* **What you should do**: Looking at the entries below, state how many lines contain the word "three". Give the number alone.

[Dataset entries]
%%

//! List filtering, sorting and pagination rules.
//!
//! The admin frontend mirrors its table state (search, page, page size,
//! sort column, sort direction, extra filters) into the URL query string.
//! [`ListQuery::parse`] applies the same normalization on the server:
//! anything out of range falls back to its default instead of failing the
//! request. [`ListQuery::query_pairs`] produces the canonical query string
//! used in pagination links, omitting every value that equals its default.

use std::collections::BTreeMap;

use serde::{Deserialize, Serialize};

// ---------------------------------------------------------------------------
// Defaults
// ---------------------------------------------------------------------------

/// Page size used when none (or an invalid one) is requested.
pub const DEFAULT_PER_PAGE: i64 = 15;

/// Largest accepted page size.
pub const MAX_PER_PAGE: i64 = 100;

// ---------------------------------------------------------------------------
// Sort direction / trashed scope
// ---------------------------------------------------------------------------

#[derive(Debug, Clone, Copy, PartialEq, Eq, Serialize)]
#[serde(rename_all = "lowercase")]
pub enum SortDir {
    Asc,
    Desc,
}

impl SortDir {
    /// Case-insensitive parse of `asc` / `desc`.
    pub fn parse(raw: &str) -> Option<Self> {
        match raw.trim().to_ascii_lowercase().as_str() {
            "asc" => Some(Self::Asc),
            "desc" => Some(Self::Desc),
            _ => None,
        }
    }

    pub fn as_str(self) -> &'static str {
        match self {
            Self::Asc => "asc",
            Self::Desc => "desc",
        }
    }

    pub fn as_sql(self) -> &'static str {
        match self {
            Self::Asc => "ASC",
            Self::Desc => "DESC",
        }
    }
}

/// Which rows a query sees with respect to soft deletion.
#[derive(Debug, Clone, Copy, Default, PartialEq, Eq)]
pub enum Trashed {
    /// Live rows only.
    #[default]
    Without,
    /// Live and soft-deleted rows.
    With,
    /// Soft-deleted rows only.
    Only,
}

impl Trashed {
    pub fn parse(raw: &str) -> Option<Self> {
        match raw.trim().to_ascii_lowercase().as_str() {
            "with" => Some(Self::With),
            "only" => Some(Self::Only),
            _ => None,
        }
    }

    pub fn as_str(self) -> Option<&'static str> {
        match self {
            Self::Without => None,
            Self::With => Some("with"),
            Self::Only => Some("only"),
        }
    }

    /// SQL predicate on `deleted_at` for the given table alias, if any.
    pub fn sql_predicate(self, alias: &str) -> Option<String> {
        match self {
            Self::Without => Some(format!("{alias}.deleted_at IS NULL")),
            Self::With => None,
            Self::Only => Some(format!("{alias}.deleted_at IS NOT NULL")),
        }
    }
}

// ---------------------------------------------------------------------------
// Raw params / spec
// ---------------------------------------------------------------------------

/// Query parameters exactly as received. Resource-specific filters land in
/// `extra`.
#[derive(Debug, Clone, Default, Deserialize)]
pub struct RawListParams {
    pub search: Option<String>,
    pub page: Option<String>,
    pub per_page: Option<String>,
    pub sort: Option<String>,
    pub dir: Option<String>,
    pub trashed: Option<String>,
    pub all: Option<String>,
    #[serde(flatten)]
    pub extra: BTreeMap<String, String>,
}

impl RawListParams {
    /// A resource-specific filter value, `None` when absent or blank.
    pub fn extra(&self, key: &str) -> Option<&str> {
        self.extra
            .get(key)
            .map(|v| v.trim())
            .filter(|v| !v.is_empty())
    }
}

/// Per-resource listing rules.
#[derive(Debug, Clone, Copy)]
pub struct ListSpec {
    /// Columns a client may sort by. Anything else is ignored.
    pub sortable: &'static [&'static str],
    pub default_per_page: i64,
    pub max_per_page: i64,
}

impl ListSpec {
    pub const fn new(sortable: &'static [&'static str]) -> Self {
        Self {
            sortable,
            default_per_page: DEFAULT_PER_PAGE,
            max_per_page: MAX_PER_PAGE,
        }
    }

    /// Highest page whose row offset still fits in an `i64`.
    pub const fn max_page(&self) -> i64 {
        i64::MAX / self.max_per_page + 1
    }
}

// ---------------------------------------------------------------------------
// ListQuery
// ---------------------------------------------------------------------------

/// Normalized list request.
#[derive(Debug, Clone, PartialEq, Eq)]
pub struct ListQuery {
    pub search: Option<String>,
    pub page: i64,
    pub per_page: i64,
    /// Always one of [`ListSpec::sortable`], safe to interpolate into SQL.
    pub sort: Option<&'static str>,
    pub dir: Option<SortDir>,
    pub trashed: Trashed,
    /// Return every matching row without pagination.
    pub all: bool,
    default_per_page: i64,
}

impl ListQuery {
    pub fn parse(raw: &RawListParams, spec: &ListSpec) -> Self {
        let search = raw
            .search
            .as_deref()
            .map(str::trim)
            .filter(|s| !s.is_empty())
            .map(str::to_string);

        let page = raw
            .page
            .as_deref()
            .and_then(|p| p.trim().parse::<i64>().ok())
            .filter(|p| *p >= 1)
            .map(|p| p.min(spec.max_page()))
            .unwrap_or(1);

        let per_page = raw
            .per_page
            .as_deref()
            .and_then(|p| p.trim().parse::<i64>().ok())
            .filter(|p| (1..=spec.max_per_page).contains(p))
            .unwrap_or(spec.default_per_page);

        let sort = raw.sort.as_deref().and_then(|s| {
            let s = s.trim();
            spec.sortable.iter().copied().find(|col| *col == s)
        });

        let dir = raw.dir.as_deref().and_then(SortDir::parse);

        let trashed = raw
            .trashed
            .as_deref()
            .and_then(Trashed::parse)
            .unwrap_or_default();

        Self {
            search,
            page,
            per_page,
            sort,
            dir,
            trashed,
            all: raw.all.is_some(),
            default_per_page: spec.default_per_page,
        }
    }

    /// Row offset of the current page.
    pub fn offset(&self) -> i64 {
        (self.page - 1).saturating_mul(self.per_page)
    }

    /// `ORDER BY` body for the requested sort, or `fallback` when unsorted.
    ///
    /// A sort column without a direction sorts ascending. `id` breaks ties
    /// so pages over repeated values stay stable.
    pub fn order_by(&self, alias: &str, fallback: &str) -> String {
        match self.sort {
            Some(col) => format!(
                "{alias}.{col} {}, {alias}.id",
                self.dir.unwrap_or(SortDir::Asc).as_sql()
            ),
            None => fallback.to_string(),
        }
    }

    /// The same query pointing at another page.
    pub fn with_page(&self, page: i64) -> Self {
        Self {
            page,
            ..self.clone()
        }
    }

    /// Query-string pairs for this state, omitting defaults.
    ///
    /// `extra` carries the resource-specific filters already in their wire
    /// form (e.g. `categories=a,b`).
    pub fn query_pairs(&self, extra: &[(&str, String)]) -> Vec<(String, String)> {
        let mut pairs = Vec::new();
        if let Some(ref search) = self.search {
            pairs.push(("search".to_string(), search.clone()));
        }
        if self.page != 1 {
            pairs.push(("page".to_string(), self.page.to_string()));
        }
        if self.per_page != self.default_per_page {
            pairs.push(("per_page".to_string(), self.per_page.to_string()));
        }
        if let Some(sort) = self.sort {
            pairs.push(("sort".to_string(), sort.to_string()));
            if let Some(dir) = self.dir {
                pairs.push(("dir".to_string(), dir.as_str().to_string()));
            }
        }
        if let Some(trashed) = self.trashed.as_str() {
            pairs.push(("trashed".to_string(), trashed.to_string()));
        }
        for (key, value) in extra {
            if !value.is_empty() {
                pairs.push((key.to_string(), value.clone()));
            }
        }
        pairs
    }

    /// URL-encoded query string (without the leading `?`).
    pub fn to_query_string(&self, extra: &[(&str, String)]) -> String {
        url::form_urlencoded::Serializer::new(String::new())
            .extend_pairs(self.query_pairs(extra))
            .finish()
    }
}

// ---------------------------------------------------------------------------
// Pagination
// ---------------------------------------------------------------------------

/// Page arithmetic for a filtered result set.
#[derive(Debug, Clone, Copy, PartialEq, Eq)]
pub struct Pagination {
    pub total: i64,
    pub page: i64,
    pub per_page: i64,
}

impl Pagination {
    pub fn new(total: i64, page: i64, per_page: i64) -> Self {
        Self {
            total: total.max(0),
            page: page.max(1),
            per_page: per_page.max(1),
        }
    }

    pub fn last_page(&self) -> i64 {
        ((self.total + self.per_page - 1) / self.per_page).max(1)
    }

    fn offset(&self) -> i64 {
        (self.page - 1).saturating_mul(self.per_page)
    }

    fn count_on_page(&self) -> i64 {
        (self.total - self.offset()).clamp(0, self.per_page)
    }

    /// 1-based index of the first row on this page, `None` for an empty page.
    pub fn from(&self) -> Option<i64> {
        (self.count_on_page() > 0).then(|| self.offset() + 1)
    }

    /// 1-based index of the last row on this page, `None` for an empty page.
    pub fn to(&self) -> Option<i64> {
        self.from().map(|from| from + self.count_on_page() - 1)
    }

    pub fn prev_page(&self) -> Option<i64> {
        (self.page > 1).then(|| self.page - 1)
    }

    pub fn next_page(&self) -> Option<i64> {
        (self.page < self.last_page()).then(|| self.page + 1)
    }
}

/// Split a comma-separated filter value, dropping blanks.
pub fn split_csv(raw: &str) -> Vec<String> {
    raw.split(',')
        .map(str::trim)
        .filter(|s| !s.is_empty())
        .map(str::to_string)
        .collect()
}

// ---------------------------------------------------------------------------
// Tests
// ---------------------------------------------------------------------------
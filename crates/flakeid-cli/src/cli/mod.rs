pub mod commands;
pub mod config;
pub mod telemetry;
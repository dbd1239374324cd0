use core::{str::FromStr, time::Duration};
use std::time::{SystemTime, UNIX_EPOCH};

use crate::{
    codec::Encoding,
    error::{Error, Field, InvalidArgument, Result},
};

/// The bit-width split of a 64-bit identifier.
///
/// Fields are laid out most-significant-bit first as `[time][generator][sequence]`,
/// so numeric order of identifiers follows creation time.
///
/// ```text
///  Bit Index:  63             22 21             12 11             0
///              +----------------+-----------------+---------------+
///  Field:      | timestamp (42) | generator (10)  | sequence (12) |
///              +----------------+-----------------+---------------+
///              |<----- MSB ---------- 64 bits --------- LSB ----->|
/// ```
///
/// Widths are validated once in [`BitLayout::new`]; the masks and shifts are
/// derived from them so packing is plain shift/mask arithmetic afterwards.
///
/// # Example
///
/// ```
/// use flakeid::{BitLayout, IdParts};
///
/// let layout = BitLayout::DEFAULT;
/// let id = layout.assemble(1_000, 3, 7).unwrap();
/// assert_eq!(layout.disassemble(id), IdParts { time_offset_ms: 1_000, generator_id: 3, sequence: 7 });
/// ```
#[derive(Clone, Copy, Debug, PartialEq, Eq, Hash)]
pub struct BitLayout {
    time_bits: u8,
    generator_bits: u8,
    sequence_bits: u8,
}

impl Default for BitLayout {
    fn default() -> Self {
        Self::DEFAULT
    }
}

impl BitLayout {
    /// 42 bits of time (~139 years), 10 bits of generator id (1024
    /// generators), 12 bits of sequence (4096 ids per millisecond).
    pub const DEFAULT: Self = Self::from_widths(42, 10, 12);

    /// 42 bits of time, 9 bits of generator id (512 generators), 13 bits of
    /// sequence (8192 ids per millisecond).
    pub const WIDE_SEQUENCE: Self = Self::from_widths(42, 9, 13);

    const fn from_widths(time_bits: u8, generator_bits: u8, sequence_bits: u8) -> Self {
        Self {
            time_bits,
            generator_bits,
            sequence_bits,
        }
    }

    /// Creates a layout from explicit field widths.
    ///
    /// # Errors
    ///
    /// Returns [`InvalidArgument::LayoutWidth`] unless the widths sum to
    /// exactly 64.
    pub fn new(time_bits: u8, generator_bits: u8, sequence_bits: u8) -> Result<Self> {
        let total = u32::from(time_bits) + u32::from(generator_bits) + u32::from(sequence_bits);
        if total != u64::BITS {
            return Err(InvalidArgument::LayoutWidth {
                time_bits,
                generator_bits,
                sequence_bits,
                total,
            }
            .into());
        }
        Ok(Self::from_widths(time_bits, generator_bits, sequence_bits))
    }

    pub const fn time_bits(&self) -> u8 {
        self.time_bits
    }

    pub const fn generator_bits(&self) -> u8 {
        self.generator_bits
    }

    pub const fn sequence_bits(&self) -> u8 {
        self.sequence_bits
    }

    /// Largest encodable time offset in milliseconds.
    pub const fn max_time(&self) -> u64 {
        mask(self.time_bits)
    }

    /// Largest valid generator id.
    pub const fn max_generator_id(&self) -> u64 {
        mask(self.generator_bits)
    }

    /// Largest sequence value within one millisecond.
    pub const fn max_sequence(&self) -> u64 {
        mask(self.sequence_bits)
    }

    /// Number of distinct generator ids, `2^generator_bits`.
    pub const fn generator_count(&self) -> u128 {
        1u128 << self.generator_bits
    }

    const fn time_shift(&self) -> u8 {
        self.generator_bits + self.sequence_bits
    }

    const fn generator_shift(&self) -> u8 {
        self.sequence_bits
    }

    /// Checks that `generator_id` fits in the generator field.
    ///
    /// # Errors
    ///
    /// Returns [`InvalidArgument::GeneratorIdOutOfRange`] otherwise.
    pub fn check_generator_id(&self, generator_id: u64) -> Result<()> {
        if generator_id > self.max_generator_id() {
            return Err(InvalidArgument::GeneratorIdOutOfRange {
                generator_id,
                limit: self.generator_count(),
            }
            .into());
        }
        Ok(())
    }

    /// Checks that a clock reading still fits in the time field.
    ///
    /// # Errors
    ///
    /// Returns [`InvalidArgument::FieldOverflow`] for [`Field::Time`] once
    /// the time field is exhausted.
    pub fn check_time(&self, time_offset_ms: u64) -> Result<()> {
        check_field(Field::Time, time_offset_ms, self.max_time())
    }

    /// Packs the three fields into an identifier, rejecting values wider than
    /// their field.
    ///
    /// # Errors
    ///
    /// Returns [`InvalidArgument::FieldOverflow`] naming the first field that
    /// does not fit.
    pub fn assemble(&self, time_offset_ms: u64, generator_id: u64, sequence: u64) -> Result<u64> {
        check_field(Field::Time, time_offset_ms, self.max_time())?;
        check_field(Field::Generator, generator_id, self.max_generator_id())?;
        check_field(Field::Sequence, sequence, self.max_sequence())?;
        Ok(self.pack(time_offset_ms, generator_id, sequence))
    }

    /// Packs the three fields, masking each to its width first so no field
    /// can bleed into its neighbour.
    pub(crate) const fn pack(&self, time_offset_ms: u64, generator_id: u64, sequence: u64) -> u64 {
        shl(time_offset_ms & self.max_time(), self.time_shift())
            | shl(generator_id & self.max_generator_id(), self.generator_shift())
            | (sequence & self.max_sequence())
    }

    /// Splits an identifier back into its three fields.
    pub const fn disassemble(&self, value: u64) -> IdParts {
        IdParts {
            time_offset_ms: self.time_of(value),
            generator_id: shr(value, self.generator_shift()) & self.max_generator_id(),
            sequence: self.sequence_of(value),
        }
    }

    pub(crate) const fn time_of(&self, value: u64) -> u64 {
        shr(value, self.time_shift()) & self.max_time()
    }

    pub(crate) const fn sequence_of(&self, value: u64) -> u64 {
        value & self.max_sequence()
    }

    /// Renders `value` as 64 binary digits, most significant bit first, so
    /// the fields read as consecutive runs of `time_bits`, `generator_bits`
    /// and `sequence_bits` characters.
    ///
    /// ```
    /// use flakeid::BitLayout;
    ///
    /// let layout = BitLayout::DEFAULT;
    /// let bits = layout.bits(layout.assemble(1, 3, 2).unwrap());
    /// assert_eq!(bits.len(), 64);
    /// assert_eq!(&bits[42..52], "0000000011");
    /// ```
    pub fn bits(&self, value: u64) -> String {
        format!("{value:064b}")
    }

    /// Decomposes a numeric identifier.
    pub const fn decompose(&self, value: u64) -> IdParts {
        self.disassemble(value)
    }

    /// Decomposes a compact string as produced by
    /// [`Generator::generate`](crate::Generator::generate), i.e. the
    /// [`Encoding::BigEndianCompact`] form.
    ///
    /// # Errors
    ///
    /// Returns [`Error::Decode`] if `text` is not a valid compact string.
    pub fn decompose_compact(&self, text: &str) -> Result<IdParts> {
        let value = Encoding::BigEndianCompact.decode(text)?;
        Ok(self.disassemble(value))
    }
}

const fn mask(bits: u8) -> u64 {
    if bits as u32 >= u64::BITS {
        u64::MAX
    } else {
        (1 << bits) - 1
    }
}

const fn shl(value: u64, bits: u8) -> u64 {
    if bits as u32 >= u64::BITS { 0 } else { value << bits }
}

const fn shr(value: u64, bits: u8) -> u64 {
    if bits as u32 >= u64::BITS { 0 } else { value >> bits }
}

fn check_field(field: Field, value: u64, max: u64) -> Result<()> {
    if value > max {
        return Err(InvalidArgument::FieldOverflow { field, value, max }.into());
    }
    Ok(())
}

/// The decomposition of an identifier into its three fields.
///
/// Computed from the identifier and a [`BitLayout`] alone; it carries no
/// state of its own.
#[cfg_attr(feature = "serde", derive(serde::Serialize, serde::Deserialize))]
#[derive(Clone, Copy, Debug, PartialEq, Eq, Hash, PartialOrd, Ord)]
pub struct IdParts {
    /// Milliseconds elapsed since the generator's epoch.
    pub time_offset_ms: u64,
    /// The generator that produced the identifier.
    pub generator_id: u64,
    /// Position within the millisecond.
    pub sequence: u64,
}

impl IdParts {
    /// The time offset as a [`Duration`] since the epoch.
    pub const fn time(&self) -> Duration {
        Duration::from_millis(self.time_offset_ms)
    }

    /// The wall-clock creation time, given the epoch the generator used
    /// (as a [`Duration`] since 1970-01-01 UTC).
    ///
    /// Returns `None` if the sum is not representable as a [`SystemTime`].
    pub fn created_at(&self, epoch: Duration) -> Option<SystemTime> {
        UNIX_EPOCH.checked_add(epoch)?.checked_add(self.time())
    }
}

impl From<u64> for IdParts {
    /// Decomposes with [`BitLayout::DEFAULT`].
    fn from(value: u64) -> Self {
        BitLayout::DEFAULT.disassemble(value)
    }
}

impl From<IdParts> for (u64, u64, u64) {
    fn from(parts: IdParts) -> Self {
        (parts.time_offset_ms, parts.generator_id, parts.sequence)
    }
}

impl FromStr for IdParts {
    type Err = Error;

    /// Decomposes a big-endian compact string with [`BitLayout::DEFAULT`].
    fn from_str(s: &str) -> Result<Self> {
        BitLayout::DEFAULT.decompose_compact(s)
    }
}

%%

* **Answer to this task**: 4